The On-Farm Research Network — a grower-funded, producer-driven research program — had three on-farm trials this past growing season, says Lauren Proulx, agronomist and OFRN coordinator. Summaries of those trials are as follows:

• Plant growth regulator. Farmers are looking at growth regulators to help prevent wheat from lodging. OFRN conducted its first plant growth regulator trials using Palisade in 2015. Two trials were done, one showing a 4-bushel increase and the other showing no increase.

In 2016, trials were held at six locations: one each near Hendrum, Dorothy, Red Lake Falls and St. Hilaire, and two by Fertile. Participants applied Palisade at a rate of 12 fluid ounces per acre as close to the Feekes 7 growth stage as spray conditions allowed. Feekes 7 is the growth stage where two stem nodes are visible aboveground. The growth regulator impacted plant height, grain test weight and yield. Plants showed an average of 3.6 inches of height difference, with the Palisade-applied strips having the shorter plants. There also was a 0.7-pound-per-bushel better test weight with Palisade, and no difference in protein.

On average, there was a 3-bushel difference in yield favoring the Palisade. However, varieties may respond differently. In this trial, farmers planted Prosper, Forefront, Digger and a Prosper-Faller mix.

Looking at the economics of using Palisade is different for every grower, Proulx says. Palisade cost $12 per acre. A 3-bushel yield increase did not cover the cost of application.

Still, growers may still want to consider it in lush wheat years, Proulx says. “In years where the wheat is lodged more — 2015 is a good example — the Palisade could make an even greater difference, not only in yield and quality, but when harvesting,” she says. “Especially for a grower who wants to push the yields with fertility and a high-yielding variety, Palisade could prove beneficial.”

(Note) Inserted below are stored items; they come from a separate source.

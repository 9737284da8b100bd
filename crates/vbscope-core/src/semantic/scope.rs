//! Scope graph for declarations and references across a project
//!
//! Every declaration, reference and container is a [`ScopeNode`] stored in an
//! arena and addressed by [`ScopeId`]. Parent/child edges form the tree;
//! `link`/`backlinks` are plain handles kept alongside and repaired during the
//! build pass. Nodes are never removed from the arena, only pruned from their
//! parent's child maps once invalidated.

use std::fmt;

use id_arena::{Arena, Id};
use indexmap::{IndexMap, IndexSet};
use serde::{Deserialize, Serialize};

use crate::diagnostic::{Diagnostic, push_unique};
use crate::syntax::{Identifier, TextRange};

pub type ScopeId = Id<ScopeNode>;

pub const UNKNOWN_MODULE: &str = "Unknown Module";
pub const UNKNOWN_ELEMENT: &str = "Unknown Element";

#[derive(Debug, Clone, Copy, PartialEq, Eq, Hash, Serialize, Deserialize)]
pub enum ScopeKind {
    Project,
    Module,
    Class,
    Function,
    Subroutine,
    Property,
    Type,
    Variable,
    Parameter,
    Reference,
}

impl ScopeKind {
    /// Leaf kinds never open a body of their own.
    pub fn has_scope_body(self) -> bool {
        !matches!(
            self,
            ScopeKind::Variable | ScopeKind::Parameter | ScopeKind::Reference
        )
    }

    pub fn is_module(self) -> bool {
        matches!(self, ScopeKind::Module | ScopeKind::Class)
    }

    pub fn as_str(self) -> &'static str {
        match self {
            ScopeKind::Project => "Project",
            ScopeKind::Module => "Module",
            ScopeKind::Class => "Class",
            ScopeKind::Function => "Function",
            ScopeKind::Subroutine => "Subroutine",
            ScopeKind::Property => "Property",
            ScopeKind::Type => "Type",
            ScopeKind::Variable => "Variable",
            ScopeKind::Parameter => "Parameter",
            ScopeKind::Reference => "Reference",
        }
    }
}

impl fmt::Display for ScopeKind {
    fn fmt(&self, f: &mut fmt::Formatter<'_>) -> fmt::Result {
        f.write_str(self.as_str())
    }
}

bitflags::bitflags! {
    /// How a reference is used or which accessors a declaration provides.
    #[derive(Debug, Clone, Copy, PartialEq, Eq, Hash, Serialize, Deserialize)]
    #[serde(transparent)]
    pub struct AssignmentKind: u8 {
        const GET = 1 << 0;
        const LET = 1 << 1;
        const SET = 1 << 2;
        const CALL = 1 << 3;
        const CONST = 1 << 4;
    }
}

impl Default for AssignmentKind {
    fn default() -> Self {
        Self::empty()
    }
}

impl fmt::Display for AssignmentKind {
    fn fmt(&self, f: &mut fmt::Formatter<'_>) -> fmt::Result {
        if self.is_empty() {
            return f.write_str("NONE");
        }
        bitflags::parser::to_writer(self, f)
    }
}

/// Child map categories of a scope node.
#[derive(Debug, Clone, Copy, PartialEq, Eq, Hash)]
pub enum MapKind {
    Types,
    Modules,
    Functions,
    Subroutines,
    Getters,
    Letters,
    Setters,
    Parameters,
    References,
    Implicit,
}

impl MapKind {
    pub const EXPLICIT: [MapKind; 4] = [
        MapKind::Types,
        MapKind::Modules,
        MapKind::Functions,
        MapKind::Subroutines,
    ];

    pub const ACCESSORS: [MapKind; 3] = [MapKind::Getters, MapKind::Letters, MapKind::Setters];

    /// Maps holding declarations, in lookup order.
    pub const DECLARATIONS: [MapKind; 7] = [
        MapKind::Types,
        MapKind::Modules,
        MapKind::Functions,
        MapKind::Subroutines,
        MapKind::Getters,
        MapKind::Letters,
        MapKind::Setters,
    ];

    /// Maps walked by the build pass and the position search.
    pub const TRAVERSED: [MapKind; 8] = [
        MapKind::Types,
        MapKind::Modules,
        MapKind::Functions,
        MapKind::Subroutines,
        MapKind::Getters,
        MapKind::Letters,
        MapKind::Setters,
        MapKind::References,
    ];

    pub const ALL: [MapKind; 10] = [
        MapKind::Types,
        MapKind::Modules,
        MapKind::Functions,
        MapKind::Subroutines,
        MapKind::Getters,
        MapKind::Letters,
        MapKind::Setters,
        MapKind::Parameters,
        MapKind::References,
        MapKind::Implicit,
    ];
}

pub type ChildMap = IndexMap<String, Vec<ScopeId>>;

#[derive(Debug, Clone, Default)]
pub struct ScopeMaps {
    types: ChildMap,
    modules: ChildMap,
    functions: ChildMap,
    subroutines: ChildMap,
    getters: ChildMap,
    letters: ChildMap,
    setters: ChildMap,
    parameters: ChildMap,
    references: ChildMap,
    implicit: ChildMap,
}

impl ScopeMaps {
    pub fn map(&self, kind: MapKind) -> &ChildMap {
        match kind {
            MapKind::Types => &self.types,
            MapKind::Modules => &self.modules,
            MapKind::Functions => &self.functions,
            MapKind::Subroutines => &self.subroutines,
            MapKind::Getters => &self.getters,
            MapKind::Letters => &self.letters,
            MapKind::Setters => &self.setters,
            MapKind::Parameters => &self.parameters,
            MapKind::References => &self.references,
            MapKind::Implicit => &self.implicit,
        }
    }

    pub fn map_mut(&mut self, kind: MapKind) -> &mut ChildMap {
        match kind {
            MapKind::Types => &mut self.types,
            MapKind::Modules => &mut self.modules,
            MapKind::Functions => &mut self.functions,
            MapKind::Subroutines => &mut self.subroutines,
            MapKind::Getters => &mut self.getters,
            MapKind::Letters => &mut self.letters,
            MapKind::Setters => &mut self.setters,
            MapKind::Parameters => &mut self.parameters,
            MapKind::References => &mut self.references,
            MapKind::Implicit => &mut self.implicit,
        }
    }

    pub fn insert(&mut self, kind: MapKind, name: &str, id: ScopeId) {
        self.map_mut(kind).entry(name.to_string()).or_default().push(id);
    }

    pub fn get(&self, kind: MapKind, name: &str) -> &[ScopeId] {
        self.map(kind).get(name).map(Vec::as_slice).unwrap_or(&[])
    }

    /// Every id stored in the given maps, map by map in insertion order.
    pub fn ids<'a>(&'a self, kinds: &'a [MapKind]) -> impl Iterator<Item = ScopeId> + 'a {
        kinds
            .iter()
            .flat_map(|&kind| self.map(kind).values().flatten().copied())
    }

    /// Ids for `name` across the given maps.
    pub fn named<'a>(
        &'a self,
        kinds: &'a [MapKind],
        name: &'a str,
    ) -> impl Iterator<Item = ScopeId> + 'a {
        kinds
            .iter()
            .flat_map(move |&kind| self.get(kind, name).iter().copied())
    }

    /// Keeps entries accepted by `is_live`, removing names left without entries.
    pub fn retain(&mut self, mut is_live: impl FnMut(ScopeId) -> bool) {
        for kind in MapKind::ALL {
            let map = self.map_mut(kind);
            for ids in map.values_mut() {
                ids.retain(|&id| is_live(id));
            }
            map.retain(|_, ids| !ids.is_empty());
        }
    }
}

/// Snapshot of the syntax element that created a node.
#[derive(Debug, Clone, PartialEq, Eq)]
pub struct ElementInfo {
    pub range: TextRange,
    pub identifier: Option<Identifier>,
    /// Present only when the element carries the diagnostic capability.
    pub diagnostics: Option<Vec<Diagnostic>>,
}

impl ElementInfo {
    pub fn new(range: TextRange) -> Self {
        Self {
            range,
            identifier: None,
            diagnostics: None,
        }
    }

    pub fn identifier_range(&self) -> Option<TextRange> {
        self.identifier.as_ref().map(|ident| ident.range)
    }
}

#[derive(Debug)]
pub struct ScopeNode {
    pub id: ScopeId,
    pub kind: ScopeKind,
    pub assignment: AssignmentKind,
    pub name: String,
    pub is_public: bool,
    pub element: Option<ElementInfo>,
    pub uri: Option<String>,
    pub parent: Option<ScopeId>,
    pub maps: ScopeMaps,
    pub link: Option<ScopeId>,
    pub backlinks: IndexSet<ScopeId>,
    pub option_explicit: bool,
    pub type_name: Option<String>,
    pub member_access: Vec<Identifier>,
    pub dirty: bool,
    pub invalidated: bool,
}

impl ScopeNode {
    pub fn identifier_range(&self) -> Option<TextRange> {
        self.element.as_ref().and_then(ElementInfo::identifier_range)
    }

    pub fn element_range(&self) -> Option<TextRange> {
        self.element.as_ref().map(|element| element.range)
    }

    pub fn diagnostics(&self) -> &[Diagnostic] {
        self.element
            .as_ref()
            .and_then(|element| element.diagnostics.as_deref())
            .unwrap_or(&[])
    }

    /// Pushes onto this node's sink, anchored wherever the caller chose.
    /// Returns false when the node has no sink or the diagnostic is a duplicate.
    pub(crate) fn push_diagnostic(&mut self, diagnostic: Diagnostic) -> bool {
        match self.element.as_mut().and_then(|e| e.diagnostics.as_mut()) {
            Some(sink) => push_unique(sink, diagnostic),
            None => false,
        }
    }

    pub(crate) fn clear_diagnostics(&mut self) {
        if let Some(sink) = self.element.as_mut().and_then(|e| e.diagnostics.as_mut()) {
            sink.clear();
        }
    }
}

pub struct ScopeGraph {
    arena: Arena<ScopeNode>,
    root: ScopeId,
}

impl Default for ScopeGraph {
    fn default() -> Self {
        Self::new()
    }
}

impl ScopeGraph {
    pub fn new() -> Self {
        let mut arena = Arena::new();
        let root = arena.alloc_with_id(|id| ScopeNode {
            id,
            kind: ScopeKind::Project,
            assignment: AssignmentKind::empty(),
            name: "Project".to_string(),
            is_public: true,
            element: None,
            uri: None,
            parent: None,
            maps: ScopeMaps::default(),
            link: None,
            backlinks: IndexSet::new(),
            option_explicit: false,
            type_name: None,
            member_access: Vec::new(),
            dirty: false,
            invalidated: false,
        });

        Self { arena, root }
    }

    pub fn root(&self) -> ScopeId {
        self.root
    }

    pub fn get(&self, id: ScopeId) -> &ScopeNode {
        &self.arena[id]
    }

    pub fn get_mut(&mut self, id: ScopeId) -> &mut ScopeNode {
        &mut self.arena[id]
    }

    pub fn len(&self) -> usize {
        self.arena.len()
    }

    pub fn is_empty(&self) -> bool {
        self.arena.len() <= 1
    }

    /// All nodes in allocation order, invalidated ones included.
    pub fn nodes(&self) -> impl Iterator<Item = &ScopeNode> {
        self.arena.iter().map(|(_, node)| node)
    }

    pub fn parent(&self, id: ScopeId) -> Option<&ScopeNode> {
        self.arena[id].parent.map(|p| &self.arena[p])
    }

    /// Children across the given maps, in map order.
    pub fn children<'a>(
        &'a self,
        id: ScopeId,
        kinds: &'a [MapKind],
    ) -> impl Iterator<Item = &'a ScopeNode> + 'a {
        self.arena[id].maps.ids(kinds).map(|c| &self.arena[c])
    }

    /// Distinct children across the given maps; accessor maps share entries.
    pub(crate) fn child_ids(&self, id: ScopeId, kinds: &[MapKind]) -> Vec<ScopeId> {
        self.arena[id]
            .maps
            .ids(kinds)
            .collect::<IndexSet<_>>()
            .into_iter()
            .collect()
    }

    /// Walks from `id` (inclusive) up to the project root.
    pub fn ancestors(&self, id: ScopeId) -> AncestorIter<'_> {
        AncestorIter {
            graph: self,
            current: Some(id),
        }
    }

    pub fn depth(&self, id: ScopeId) -> usize {
        self.ancestors(id).count() - 1
    }

    /// Enclosing module or class, `id` itself included.
    pub fn module_of(&self, id: ScopeId) -> Option<ScopeId> {
        self.ancestors(id)
            .find(|node| node.kind.is_module())
            .map(|node| node.id)
    }

    pub fn is_descendant_of(&self, id: ScopeId, ancestor: ScopeId) -> bool {
        self.ancestors(id).any(|node| node.id == ancestor)
    }

    pub(crate) fn alloc(&mut self, build: impl FnOnce(ScopeId) -> ScopeNode) -> ScopeId {
        self.arena.alloc_with_id(build)
    }
}

pub struct AncestorIter<'a> {
    graph: &'a ScopeGraph,
    current: Option<ScopeId>,
}

impl<'a> Iterator for AncestorIter<'a> {
    type Item = &'a ScopeNode;

    fn next(&mut self) -> Option<Self::Item> {
        let current_id = self.current?;
        let node = &self.graph.arena[current_id];
        self.current = node.parent;
        Some(node)
    }
}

• Optimum seeding rate trial. The OFRN conducted this trial with two varieties, Linkert and Bolles. Bolles was planted by farmers in three locations: Roseau, Campbell and Red Lake Falls. Linkert was planted at four locations: Roseau, Waukon, Argyle and Dorothy. Fields were seeded at 1 million, 1.5 million and 2 million seeds for three replications, with some doing additional replications and/or seeding rates.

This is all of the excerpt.